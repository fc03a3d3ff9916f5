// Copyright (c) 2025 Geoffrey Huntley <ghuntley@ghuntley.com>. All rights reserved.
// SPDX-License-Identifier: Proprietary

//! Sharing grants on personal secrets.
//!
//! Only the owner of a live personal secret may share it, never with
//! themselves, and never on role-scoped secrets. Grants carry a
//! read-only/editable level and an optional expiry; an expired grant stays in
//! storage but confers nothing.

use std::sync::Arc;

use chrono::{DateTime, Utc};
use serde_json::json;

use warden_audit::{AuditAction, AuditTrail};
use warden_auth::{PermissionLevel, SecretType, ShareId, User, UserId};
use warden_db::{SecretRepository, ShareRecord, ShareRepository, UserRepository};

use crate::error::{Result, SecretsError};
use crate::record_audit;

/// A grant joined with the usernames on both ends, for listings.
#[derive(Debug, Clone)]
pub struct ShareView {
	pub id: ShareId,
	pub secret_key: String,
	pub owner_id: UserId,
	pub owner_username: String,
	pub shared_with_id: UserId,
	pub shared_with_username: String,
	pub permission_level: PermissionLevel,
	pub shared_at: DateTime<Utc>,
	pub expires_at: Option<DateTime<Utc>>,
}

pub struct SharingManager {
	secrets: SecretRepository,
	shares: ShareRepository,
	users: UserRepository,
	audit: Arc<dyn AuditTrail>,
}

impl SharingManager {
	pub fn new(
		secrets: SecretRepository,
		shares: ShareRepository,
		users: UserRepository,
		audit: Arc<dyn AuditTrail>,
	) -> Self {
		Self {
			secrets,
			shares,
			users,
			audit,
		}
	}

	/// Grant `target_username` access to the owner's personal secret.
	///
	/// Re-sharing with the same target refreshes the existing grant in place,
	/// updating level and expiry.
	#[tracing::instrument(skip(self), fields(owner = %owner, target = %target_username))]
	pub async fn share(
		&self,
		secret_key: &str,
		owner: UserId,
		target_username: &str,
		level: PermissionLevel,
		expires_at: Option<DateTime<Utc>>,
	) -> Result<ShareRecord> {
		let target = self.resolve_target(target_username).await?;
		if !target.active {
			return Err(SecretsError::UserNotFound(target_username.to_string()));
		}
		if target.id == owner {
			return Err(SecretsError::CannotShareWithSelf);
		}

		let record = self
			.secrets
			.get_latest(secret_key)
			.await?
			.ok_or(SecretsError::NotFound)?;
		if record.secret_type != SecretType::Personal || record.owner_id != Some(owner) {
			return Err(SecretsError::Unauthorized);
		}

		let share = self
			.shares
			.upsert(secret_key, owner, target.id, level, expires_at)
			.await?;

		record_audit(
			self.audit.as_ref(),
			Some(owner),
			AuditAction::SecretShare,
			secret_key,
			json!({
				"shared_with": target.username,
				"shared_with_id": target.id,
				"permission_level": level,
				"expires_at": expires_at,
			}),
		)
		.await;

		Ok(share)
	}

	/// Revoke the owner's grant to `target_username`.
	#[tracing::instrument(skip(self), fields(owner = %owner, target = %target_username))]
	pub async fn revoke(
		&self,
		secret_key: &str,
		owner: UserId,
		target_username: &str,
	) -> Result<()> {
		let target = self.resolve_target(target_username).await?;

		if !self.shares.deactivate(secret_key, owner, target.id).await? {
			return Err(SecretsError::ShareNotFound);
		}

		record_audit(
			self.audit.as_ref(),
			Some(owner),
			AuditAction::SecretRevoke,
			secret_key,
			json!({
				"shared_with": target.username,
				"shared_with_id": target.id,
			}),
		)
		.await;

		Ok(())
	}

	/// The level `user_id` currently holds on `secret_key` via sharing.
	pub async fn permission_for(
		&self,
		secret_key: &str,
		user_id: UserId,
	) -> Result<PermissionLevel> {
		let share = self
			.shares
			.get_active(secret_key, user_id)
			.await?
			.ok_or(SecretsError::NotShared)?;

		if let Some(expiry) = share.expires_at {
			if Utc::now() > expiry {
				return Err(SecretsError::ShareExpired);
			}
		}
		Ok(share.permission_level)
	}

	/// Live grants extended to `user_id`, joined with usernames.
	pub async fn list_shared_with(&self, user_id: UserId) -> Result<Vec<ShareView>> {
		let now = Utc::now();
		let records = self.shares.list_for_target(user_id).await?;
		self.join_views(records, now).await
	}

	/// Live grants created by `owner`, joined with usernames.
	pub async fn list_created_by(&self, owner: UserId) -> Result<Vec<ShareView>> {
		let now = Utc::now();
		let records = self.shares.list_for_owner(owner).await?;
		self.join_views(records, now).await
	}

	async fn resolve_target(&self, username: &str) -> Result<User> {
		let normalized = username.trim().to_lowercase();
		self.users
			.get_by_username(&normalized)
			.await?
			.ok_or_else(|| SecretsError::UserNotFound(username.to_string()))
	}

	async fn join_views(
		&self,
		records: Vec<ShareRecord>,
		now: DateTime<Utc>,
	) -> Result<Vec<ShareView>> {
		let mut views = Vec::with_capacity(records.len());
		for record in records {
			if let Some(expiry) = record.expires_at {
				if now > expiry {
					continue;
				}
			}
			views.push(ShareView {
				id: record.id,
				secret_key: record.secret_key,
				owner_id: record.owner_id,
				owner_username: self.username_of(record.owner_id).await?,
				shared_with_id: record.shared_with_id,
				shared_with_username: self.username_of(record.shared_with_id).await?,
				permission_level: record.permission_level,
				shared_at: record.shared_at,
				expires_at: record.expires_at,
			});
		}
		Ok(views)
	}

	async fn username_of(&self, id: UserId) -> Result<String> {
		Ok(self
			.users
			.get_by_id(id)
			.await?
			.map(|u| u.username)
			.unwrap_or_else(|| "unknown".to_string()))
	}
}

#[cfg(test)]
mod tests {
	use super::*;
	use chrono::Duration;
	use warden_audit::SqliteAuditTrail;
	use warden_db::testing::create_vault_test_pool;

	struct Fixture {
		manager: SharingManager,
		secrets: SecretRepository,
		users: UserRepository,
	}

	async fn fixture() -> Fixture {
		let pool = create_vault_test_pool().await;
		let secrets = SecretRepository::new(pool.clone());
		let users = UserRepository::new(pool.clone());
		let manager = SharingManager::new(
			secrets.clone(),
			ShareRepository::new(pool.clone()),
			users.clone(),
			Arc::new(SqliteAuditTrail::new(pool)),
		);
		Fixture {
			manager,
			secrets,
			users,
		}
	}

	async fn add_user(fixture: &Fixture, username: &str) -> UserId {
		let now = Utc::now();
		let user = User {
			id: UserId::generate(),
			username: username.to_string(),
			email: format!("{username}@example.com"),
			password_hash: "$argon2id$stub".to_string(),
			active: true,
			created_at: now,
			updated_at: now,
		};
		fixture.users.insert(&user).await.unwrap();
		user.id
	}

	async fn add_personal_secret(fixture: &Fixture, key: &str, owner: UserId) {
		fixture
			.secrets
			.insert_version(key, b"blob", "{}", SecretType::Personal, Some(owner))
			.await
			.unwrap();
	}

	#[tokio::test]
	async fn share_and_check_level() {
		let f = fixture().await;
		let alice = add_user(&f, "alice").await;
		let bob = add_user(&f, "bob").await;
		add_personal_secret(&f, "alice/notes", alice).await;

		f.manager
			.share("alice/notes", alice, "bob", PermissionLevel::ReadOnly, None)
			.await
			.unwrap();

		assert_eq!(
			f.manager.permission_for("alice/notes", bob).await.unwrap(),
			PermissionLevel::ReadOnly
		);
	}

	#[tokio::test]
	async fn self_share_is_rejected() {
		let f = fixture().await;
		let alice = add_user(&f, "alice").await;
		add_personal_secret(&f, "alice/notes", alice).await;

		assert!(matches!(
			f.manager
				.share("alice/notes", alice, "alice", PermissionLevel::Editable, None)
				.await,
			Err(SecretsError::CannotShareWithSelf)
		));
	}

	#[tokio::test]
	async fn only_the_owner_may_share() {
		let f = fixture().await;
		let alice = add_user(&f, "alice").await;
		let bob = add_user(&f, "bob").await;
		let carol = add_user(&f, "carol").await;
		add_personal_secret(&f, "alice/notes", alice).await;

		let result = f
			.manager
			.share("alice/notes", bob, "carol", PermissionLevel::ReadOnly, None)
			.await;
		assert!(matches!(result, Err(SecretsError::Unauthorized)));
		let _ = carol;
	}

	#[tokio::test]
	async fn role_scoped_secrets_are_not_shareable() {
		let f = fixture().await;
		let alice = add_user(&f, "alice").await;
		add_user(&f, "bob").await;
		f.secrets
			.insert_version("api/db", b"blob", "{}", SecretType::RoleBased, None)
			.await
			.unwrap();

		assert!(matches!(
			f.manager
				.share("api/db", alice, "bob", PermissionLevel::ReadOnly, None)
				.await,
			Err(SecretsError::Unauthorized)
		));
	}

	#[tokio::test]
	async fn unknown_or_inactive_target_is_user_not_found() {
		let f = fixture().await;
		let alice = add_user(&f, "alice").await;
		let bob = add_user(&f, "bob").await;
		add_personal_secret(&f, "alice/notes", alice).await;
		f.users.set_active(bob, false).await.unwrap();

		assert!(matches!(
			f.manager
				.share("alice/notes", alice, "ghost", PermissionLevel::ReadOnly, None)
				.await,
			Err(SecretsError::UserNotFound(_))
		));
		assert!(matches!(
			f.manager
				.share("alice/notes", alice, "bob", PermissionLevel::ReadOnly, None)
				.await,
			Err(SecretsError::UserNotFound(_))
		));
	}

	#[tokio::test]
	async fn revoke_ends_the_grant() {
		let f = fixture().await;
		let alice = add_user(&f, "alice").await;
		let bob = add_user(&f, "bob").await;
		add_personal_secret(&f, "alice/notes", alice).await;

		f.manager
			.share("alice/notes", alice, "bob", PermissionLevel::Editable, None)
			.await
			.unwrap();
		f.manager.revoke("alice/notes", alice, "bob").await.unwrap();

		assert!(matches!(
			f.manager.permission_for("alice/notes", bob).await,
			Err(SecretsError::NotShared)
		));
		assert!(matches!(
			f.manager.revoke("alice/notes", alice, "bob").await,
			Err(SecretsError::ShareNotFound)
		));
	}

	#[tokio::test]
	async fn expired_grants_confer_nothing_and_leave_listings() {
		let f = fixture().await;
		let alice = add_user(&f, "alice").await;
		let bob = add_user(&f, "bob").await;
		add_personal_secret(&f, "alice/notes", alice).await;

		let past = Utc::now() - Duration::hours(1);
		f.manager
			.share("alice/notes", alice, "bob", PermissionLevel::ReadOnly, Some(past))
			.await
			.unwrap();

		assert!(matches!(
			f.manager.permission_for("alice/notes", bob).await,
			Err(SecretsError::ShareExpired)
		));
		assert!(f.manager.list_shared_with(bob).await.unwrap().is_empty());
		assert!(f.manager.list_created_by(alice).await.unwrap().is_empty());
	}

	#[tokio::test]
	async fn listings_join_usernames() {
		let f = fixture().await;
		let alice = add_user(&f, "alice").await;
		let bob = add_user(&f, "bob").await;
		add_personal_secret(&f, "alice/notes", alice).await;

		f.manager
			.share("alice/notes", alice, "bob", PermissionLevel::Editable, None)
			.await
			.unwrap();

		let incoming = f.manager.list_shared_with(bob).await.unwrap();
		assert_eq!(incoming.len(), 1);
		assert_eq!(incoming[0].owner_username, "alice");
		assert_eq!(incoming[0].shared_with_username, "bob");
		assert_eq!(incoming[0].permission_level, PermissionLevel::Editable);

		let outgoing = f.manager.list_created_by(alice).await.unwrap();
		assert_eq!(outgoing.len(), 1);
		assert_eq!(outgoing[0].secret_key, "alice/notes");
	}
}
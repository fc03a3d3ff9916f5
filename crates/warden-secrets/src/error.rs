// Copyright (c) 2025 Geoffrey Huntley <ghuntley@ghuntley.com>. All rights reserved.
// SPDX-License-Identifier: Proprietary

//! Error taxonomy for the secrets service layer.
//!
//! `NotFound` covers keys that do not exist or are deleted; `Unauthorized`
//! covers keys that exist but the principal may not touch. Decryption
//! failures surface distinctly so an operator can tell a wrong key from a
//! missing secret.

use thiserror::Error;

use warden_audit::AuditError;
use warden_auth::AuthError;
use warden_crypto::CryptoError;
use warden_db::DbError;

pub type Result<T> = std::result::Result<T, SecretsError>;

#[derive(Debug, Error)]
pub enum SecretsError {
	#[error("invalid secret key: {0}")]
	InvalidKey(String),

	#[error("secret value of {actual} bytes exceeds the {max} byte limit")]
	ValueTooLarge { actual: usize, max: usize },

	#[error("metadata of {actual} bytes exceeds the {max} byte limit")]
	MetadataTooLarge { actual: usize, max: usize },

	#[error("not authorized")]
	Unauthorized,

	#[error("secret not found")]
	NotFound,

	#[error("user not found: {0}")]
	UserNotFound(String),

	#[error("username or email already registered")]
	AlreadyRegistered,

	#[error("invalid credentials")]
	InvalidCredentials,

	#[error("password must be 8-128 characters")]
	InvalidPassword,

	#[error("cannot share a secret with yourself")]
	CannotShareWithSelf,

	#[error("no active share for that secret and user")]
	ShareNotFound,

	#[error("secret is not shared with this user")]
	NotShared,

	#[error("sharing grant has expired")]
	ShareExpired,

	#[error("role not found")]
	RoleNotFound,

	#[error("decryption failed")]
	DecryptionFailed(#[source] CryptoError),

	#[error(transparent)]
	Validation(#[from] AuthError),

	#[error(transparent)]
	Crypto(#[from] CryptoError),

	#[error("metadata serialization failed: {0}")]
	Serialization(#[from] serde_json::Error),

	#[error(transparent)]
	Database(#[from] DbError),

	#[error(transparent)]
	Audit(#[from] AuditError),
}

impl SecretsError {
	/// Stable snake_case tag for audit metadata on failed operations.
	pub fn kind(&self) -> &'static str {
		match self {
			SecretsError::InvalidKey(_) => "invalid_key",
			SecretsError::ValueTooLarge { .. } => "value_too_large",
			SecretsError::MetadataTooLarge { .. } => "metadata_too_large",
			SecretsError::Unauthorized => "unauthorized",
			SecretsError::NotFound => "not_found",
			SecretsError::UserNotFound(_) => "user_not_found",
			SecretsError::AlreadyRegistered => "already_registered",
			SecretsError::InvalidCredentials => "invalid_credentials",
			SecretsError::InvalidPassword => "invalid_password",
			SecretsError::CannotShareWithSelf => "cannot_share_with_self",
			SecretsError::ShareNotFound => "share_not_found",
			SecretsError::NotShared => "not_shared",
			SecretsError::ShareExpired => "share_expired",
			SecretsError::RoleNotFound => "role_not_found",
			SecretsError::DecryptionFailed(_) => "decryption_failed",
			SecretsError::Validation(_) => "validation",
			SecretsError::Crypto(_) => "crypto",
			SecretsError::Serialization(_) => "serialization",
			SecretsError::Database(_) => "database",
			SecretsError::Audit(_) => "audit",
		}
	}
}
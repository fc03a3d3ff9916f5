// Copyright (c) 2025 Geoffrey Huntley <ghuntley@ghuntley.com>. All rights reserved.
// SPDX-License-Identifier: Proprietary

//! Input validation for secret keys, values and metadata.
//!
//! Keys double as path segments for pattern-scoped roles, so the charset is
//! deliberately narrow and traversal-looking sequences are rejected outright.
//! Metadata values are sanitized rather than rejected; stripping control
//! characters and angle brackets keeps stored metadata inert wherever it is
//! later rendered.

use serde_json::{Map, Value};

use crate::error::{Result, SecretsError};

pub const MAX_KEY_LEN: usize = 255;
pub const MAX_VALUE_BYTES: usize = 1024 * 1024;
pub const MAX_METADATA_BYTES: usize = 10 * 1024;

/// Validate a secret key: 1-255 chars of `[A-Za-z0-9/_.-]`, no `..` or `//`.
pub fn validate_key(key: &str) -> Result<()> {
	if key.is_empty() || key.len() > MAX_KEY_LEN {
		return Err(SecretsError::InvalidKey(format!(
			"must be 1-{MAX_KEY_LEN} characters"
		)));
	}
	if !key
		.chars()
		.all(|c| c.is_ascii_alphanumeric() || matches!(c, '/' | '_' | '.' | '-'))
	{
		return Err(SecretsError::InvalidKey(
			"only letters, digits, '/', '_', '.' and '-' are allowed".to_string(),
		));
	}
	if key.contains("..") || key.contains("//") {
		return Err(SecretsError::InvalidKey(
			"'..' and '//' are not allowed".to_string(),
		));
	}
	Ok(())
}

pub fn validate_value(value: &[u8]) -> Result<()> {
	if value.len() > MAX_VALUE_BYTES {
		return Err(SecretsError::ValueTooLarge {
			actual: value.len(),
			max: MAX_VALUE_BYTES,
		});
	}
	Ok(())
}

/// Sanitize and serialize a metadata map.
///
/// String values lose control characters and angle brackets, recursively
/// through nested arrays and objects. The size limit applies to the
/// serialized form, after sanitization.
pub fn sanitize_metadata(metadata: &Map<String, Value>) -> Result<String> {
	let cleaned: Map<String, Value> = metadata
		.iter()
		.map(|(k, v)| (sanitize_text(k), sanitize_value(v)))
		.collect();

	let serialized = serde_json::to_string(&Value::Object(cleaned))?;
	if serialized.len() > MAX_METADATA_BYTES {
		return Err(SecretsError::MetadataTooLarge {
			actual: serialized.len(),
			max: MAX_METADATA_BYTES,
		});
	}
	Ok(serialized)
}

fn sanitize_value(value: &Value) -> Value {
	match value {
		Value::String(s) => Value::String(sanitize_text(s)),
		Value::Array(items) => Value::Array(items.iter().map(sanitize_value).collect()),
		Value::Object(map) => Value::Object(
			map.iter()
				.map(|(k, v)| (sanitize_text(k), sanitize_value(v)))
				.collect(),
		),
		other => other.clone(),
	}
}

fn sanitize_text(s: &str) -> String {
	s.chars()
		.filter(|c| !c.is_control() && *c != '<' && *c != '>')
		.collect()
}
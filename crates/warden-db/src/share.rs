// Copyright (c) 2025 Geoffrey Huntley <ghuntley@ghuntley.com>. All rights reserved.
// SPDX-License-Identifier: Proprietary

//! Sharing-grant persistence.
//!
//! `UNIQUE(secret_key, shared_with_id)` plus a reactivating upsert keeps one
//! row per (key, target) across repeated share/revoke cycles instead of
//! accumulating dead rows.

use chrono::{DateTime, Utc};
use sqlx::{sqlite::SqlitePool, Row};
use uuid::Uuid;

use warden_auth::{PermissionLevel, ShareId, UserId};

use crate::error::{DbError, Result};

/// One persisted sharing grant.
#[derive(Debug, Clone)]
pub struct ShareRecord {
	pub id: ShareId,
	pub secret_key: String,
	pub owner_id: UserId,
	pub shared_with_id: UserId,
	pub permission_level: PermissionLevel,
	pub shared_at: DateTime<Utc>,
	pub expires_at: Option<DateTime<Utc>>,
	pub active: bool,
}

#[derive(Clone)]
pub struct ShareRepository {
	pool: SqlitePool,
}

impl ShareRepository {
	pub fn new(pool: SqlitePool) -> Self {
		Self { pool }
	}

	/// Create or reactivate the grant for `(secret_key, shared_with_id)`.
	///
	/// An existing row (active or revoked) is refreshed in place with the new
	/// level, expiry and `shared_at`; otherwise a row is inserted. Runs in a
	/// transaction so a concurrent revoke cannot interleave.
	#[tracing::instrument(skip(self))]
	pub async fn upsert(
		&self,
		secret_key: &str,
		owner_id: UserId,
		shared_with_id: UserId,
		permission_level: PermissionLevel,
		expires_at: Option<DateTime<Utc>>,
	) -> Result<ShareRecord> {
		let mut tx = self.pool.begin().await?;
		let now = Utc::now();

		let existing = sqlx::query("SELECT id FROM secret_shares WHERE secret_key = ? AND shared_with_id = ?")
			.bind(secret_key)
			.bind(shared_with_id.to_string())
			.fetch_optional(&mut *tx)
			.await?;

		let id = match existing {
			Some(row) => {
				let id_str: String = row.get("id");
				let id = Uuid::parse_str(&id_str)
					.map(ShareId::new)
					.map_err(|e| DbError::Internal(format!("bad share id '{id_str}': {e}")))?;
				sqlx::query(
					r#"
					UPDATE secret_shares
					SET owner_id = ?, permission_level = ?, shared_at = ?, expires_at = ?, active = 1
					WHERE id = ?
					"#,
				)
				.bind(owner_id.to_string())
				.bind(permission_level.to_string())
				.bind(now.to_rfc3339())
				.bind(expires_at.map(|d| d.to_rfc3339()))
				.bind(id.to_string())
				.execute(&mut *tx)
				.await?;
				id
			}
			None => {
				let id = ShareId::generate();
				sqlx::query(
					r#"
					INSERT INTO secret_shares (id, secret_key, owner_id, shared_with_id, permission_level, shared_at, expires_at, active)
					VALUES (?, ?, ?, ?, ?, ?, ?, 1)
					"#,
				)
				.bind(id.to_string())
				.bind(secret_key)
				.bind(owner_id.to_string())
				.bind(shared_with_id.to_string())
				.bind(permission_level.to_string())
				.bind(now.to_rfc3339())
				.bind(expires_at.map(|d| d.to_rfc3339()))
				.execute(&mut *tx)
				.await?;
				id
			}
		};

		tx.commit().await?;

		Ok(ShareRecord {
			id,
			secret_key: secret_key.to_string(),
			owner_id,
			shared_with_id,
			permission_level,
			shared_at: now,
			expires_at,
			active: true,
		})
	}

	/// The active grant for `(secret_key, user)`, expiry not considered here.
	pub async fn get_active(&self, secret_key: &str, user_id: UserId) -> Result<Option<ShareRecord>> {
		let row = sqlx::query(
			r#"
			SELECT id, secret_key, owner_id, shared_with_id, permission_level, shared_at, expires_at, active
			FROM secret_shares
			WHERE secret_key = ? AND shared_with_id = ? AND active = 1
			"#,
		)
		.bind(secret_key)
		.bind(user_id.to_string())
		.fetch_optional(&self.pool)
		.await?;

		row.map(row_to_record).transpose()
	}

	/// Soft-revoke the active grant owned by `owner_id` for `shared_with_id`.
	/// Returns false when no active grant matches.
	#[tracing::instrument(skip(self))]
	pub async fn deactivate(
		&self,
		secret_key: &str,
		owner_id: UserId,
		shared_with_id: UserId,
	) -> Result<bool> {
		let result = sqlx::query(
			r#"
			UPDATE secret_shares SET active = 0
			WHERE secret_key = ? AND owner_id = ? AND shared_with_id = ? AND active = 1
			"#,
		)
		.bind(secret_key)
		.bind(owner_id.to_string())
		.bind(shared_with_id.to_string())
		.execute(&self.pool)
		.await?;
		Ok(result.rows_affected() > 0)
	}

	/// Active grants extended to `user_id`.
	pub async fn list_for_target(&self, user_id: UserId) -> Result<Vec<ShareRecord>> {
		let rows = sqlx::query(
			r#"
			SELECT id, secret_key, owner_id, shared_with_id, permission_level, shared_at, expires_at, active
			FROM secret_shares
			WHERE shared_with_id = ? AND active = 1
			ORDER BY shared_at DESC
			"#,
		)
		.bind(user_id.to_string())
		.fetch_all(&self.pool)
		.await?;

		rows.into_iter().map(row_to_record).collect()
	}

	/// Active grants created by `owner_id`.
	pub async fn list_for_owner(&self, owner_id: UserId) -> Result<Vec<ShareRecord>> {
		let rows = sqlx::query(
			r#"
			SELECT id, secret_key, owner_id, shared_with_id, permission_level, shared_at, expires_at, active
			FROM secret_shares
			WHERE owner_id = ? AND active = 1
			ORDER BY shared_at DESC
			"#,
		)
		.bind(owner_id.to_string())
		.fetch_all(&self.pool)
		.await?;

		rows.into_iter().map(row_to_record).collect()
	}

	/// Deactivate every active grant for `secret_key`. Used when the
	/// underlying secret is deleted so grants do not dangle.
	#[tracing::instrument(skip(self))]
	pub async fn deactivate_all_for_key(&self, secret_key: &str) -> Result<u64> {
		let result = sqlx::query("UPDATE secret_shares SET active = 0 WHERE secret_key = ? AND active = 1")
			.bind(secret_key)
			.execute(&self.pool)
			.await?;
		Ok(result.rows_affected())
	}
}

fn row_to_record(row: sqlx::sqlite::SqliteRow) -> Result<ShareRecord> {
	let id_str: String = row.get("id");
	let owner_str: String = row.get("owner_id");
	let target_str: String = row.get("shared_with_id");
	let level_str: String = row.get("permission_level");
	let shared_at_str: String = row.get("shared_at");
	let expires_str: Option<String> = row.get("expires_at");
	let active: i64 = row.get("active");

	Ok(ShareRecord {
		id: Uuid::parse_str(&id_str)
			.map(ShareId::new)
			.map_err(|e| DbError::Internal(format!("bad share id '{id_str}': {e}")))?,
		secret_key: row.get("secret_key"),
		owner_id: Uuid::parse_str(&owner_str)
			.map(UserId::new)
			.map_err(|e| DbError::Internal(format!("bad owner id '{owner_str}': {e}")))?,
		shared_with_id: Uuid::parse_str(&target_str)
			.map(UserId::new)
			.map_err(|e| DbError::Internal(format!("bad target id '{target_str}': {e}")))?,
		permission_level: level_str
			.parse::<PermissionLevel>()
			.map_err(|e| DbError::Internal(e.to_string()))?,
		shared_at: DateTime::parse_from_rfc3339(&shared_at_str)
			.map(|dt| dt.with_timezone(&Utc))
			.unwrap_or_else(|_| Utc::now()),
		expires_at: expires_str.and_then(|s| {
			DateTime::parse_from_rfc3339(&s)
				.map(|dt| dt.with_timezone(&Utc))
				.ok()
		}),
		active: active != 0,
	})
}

· · · ·

> _Task instructions_
Match on "DbError" and report each line of the data above that has it.

> _The answer_
use warden_db::DbError;
	Database(#[from] DbError),
use crate::error::{DbError, Result};
					.map_err(|e| DbError::Internal(format!("bad share id '{id_str}': {e}")))?;
			.map_err(|e| DbError::Internal(format!("bad share id '{id_str}': {e}")))?,
			.map_err(|e| DbError::Internal(format!("bad owner id '{owner_str}': {e}")))?,
			.map_err(|e| DbError::Internal(format!("bad target id '{target_str}': {e}")))?,
			.map_err(|e| DbError::Internal(e.to_string()))?,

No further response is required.